Start of Data in this exercise

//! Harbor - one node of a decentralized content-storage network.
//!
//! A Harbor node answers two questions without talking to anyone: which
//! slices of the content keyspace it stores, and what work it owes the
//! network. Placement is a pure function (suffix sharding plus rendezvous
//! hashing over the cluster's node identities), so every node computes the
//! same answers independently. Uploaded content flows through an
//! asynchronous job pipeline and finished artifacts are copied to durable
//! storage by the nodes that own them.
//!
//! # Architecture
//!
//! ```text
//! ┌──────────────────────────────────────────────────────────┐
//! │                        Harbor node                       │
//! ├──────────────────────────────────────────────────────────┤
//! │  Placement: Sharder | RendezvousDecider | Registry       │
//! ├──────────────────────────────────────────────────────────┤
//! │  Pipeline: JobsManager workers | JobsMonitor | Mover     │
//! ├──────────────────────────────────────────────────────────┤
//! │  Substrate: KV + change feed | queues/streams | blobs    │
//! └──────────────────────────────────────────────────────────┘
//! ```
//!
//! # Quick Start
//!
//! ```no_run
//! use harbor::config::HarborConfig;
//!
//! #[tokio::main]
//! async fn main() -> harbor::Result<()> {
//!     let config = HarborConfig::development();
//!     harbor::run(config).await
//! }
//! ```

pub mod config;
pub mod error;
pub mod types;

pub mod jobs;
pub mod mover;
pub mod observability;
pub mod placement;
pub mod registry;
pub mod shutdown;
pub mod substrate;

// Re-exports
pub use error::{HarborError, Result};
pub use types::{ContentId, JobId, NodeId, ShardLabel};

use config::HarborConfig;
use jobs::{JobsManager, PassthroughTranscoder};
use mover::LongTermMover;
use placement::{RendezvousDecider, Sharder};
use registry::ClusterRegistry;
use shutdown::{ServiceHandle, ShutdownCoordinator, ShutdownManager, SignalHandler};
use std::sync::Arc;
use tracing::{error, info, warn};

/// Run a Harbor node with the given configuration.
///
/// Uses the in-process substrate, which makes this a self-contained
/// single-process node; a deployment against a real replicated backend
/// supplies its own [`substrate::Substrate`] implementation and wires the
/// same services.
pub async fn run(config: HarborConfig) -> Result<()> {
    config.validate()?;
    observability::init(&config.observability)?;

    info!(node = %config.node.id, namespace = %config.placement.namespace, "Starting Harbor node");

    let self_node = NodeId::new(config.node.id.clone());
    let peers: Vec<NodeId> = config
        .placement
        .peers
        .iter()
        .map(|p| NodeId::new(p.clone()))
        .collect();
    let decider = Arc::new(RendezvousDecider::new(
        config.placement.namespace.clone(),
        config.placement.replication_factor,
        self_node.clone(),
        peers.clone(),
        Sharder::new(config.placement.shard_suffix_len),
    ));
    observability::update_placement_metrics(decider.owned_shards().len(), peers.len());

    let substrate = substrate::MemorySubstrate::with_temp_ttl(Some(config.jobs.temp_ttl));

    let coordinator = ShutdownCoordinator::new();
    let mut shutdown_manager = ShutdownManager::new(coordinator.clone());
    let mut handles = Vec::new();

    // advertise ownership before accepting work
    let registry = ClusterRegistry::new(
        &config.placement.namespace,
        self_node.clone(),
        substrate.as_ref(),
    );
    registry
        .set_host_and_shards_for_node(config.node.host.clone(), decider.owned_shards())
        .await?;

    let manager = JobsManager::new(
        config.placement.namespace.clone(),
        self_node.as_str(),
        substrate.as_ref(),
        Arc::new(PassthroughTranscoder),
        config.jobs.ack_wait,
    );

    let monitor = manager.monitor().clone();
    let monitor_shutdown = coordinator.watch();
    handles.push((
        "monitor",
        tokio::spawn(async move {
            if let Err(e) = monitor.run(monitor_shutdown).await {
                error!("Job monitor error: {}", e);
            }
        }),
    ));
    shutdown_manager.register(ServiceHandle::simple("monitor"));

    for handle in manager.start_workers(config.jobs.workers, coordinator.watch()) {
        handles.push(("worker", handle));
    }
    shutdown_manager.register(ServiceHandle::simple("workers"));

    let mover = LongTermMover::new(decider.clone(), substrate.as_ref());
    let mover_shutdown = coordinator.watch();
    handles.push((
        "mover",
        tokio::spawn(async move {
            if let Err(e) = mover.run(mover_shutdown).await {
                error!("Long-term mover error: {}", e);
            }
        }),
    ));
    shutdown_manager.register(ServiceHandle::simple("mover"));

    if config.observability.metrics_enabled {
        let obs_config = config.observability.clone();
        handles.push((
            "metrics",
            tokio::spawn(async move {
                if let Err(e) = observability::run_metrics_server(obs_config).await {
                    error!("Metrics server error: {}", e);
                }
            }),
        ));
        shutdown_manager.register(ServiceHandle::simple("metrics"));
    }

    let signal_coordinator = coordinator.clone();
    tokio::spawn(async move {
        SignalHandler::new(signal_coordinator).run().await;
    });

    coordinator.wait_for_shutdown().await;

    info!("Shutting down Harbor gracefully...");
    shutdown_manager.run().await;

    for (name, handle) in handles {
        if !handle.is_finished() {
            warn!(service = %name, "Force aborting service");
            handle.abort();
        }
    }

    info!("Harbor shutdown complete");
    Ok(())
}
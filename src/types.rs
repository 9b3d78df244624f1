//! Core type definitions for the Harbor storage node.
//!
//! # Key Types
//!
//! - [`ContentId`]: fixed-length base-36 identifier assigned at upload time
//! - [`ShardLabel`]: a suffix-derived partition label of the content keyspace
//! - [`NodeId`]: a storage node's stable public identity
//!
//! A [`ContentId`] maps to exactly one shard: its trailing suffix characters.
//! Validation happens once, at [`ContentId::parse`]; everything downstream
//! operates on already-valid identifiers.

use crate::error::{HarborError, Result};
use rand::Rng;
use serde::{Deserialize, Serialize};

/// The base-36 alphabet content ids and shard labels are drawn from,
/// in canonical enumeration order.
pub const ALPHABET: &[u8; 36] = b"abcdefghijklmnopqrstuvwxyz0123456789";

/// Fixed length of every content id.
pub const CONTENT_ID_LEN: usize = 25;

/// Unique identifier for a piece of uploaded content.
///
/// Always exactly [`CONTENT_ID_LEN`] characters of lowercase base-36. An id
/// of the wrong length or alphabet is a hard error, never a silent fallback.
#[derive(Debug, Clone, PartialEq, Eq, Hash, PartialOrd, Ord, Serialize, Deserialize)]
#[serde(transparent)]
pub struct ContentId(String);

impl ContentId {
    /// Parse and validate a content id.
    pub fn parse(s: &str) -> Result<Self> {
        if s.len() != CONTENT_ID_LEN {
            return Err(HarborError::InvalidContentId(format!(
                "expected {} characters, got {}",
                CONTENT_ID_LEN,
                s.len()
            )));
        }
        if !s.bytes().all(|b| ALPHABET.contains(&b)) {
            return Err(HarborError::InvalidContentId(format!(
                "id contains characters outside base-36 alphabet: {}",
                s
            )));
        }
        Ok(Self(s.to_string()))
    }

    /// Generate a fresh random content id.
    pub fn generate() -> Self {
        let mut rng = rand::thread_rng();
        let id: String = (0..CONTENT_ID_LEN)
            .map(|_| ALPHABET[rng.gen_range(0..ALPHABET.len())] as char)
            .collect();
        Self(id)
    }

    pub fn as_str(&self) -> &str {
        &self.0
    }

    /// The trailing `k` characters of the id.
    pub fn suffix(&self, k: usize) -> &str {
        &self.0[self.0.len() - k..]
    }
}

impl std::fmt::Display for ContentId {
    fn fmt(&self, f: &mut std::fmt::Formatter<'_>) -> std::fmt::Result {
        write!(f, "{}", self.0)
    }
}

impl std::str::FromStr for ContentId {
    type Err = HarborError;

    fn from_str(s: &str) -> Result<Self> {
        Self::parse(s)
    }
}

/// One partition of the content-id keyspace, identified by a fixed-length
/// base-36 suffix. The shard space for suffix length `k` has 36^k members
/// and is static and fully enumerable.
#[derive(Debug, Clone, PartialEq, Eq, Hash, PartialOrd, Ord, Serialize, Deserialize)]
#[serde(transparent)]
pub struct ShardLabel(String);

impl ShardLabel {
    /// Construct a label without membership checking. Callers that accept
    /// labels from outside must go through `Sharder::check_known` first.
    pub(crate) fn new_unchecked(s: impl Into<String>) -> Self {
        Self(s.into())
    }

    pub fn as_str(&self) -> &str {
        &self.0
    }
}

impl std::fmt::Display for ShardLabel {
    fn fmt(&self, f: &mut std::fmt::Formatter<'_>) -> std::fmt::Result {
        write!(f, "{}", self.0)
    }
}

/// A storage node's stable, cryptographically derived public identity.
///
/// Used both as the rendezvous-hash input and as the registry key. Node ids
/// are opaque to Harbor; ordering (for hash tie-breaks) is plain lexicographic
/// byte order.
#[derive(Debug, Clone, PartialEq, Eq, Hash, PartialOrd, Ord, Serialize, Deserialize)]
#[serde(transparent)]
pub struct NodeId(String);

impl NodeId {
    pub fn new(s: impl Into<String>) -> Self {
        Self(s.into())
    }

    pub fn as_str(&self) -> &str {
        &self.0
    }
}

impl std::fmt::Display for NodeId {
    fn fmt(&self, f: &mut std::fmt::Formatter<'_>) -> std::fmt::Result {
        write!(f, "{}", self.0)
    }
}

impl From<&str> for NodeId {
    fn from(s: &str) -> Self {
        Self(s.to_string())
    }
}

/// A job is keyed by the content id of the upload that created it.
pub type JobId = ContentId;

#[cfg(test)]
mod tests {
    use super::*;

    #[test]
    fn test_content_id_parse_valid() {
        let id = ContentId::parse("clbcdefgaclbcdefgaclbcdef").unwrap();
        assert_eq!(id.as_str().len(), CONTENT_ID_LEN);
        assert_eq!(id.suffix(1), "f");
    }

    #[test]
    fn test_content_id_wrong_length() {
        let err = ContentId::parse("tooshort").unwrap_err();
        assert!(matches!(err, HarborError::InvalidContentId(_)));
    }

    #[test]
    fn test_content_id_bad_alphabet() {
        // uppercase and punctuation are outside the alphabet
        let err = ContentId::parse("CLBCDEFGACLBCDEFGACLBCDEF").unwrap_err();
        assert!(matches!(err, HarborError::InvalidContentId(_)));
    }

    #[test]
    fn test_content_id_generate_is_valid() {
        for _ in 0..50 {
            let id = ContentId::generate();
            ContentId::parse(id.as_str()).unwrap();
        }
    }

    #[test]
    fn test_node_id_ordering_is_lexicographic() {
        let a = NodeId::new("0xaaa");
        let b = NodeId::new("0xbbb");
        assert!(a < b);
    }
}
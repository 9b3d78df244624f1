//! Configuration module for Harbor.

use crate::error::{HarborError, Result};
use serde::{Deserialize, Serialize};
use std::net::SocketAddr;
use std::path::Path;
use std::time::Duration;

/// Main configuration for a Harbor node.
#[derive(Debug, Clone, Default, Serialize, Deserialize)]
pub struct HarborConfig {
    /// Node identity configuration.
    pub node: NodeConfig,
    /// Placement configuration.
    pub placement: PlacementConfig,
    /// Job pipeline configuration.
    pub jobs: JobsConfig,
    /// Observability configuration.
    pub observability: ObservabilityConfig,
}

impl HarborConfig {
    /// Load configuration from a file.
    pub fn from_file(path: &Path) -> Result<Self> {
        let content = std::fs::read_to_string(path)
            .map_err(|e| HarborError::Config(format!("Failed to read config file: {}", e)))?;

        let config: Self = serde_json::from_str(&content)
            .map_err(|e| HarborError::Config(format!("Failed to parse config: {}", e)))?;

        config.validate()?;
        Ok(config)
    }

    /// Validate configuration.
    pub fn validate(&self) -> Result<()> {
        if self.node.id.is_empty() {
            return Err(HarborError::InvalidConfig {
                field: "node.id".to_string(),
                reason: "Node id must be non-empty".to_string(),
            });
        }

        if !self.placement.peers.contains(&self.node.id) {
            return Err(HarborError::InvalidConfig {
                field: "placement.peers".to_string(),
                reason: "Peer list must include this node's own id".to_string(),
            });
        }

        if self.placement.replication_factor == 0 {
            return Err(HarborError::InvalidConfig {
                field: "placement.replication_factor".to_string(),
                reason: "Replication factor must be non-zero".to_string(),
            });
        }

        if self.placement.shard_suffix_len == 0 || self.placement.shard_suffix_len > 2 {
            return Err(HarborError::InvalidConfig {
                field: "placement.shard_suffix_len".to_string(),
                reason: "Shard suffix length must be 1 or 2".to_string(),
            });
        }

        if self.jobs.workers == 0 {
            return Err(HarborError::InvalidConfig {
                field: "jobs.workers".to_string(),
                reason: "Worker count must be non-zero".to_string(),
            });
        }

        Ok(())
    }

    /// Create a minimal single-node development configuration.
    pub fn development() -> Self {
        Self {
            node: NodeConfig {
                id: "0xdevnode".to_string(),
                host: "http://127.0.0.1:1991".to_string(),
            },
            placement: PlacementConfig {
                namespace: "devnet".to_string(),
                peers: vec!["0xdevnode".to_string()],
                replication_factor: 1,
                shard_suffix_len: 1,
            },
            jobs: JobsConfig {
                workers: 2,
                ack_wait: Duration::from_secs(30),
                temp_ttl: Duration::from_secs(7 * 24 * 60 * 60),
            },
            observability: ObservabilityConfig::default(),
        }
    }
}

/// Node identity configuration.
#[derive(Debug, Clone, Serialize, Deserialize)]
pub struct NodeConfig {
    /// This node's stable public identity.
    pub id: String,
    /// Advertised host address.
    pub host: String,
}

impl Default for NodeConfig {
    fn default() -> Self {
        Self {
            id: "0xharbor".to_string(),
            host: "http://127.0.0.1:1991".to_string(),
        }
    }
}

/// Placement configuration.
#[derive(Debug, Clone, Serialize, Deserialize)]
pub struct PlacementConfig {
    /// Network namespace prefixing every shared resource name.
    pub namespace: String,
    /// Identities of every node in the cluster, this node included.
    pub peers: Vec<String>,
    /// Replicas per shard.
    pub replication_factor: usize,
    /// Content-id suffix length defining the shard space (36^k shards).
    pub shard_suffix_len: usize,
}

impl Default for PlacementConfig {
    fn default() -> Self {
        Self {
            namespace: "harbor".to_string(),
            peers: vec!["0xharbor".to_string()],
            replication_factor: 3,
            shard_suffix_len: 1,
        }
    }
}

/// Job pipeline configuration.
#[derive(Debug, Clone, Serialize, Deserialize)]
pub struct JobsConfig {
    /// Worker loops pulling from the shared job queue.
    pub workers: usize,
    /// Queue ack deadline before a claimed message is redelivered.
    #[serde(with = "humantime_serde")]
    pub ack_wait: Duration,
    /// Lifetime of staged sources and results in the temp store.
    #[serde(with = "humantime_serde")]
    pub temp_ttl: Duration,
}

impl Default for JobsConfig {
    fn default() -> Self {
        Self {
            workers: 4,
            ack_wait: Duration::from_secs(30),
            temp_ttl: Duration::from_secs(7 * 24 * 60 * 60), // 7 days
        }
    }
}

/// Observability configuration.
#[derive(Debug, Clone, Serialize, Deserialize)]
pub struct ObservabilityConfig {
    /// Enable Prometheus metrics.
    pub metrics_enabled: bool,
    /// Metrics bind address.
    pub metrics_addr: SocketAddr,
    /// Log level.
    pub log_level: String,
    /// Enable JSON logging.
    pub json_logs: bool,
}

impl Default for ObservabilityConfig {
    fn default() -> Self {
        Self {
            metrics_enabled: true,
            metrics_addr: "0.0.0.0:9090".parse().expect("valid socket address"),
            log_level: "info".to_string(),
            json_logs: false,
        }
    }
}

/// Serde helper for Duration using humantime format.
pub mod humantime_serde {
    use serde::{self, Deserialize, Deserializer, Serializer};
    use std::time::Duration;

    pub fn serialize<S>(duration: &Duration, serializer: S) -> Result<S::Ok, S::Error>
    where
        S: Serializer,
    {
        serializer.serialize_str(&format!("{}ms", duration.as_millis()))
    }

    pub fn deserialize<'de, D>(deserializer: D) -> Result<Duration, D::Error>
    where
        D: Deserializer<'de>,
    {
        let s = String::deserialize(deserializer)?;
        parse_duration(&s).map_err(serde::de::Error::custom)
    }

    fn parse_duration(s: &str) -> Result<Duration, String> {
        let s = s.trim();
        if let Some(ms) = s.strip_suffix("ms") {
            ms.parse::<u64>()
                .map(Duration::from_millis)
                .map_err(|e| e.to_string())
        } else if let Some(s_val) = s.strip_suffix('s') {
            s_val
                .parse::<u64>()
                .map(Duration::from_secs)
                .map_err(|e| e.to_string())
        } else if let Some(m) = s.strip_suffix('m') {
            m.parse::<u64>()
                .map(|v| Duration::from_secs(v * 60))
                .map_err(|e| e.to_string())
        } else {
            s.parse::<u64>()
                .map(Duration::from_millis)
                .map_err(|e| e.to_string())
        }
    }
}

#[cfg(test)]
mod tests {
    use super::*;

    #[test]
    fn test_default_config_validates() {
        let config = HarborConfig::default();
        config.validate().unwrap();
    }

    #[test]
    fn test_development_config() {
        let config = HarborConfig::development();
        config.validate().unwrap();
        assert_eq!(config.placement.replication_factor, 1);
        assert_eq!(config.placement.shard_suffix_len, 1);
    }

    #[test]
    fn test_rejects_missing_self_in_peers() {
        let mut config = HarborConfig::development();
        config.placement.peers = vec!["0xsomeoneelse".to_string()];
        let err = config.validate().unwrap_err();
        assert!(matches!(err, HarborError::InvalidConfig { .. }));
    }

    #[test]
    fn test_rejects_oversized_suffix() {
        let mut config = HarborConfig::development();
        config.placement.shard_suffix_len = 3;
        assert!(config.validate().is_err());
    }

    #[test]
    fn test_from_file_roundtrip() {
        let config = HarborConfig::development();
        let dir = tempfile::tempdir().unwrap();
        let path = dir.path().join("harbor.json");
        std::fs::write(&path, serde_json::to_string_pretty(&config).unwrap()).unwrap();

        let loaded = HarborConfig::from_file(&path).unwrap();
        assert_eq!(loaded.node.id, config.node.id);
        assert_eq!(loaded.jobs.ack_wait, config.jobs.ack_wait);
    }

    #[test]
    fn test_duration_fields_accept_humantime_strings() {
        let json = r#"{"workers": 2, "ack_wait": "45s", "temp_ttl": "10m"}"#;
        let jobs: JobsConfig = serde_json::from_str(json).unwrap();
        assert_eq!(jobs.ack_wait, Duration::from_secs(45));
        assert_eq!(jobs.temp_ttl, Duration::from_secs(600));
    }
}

End of Data in this exercise

Problem description
Output each line of the records above exactly, beginning at the first, and stop once the line containing "copied to durable" has been output.

Response
//! Harbor - one node of a decentralized content-storage network.
//!
//! A Harbor node answers two questions without talking to anyone: which
//! slices of the content keyspace it stores, and what work it owes the
//! network. Placement is a pure function (suffix sharding plus rendezvous
//! hashing over the cluster's node identities), so every node computes the
//! same answers independently. Uploaded content flows through an
//! asynchronous job pipeline and finished artifacts are copied to durable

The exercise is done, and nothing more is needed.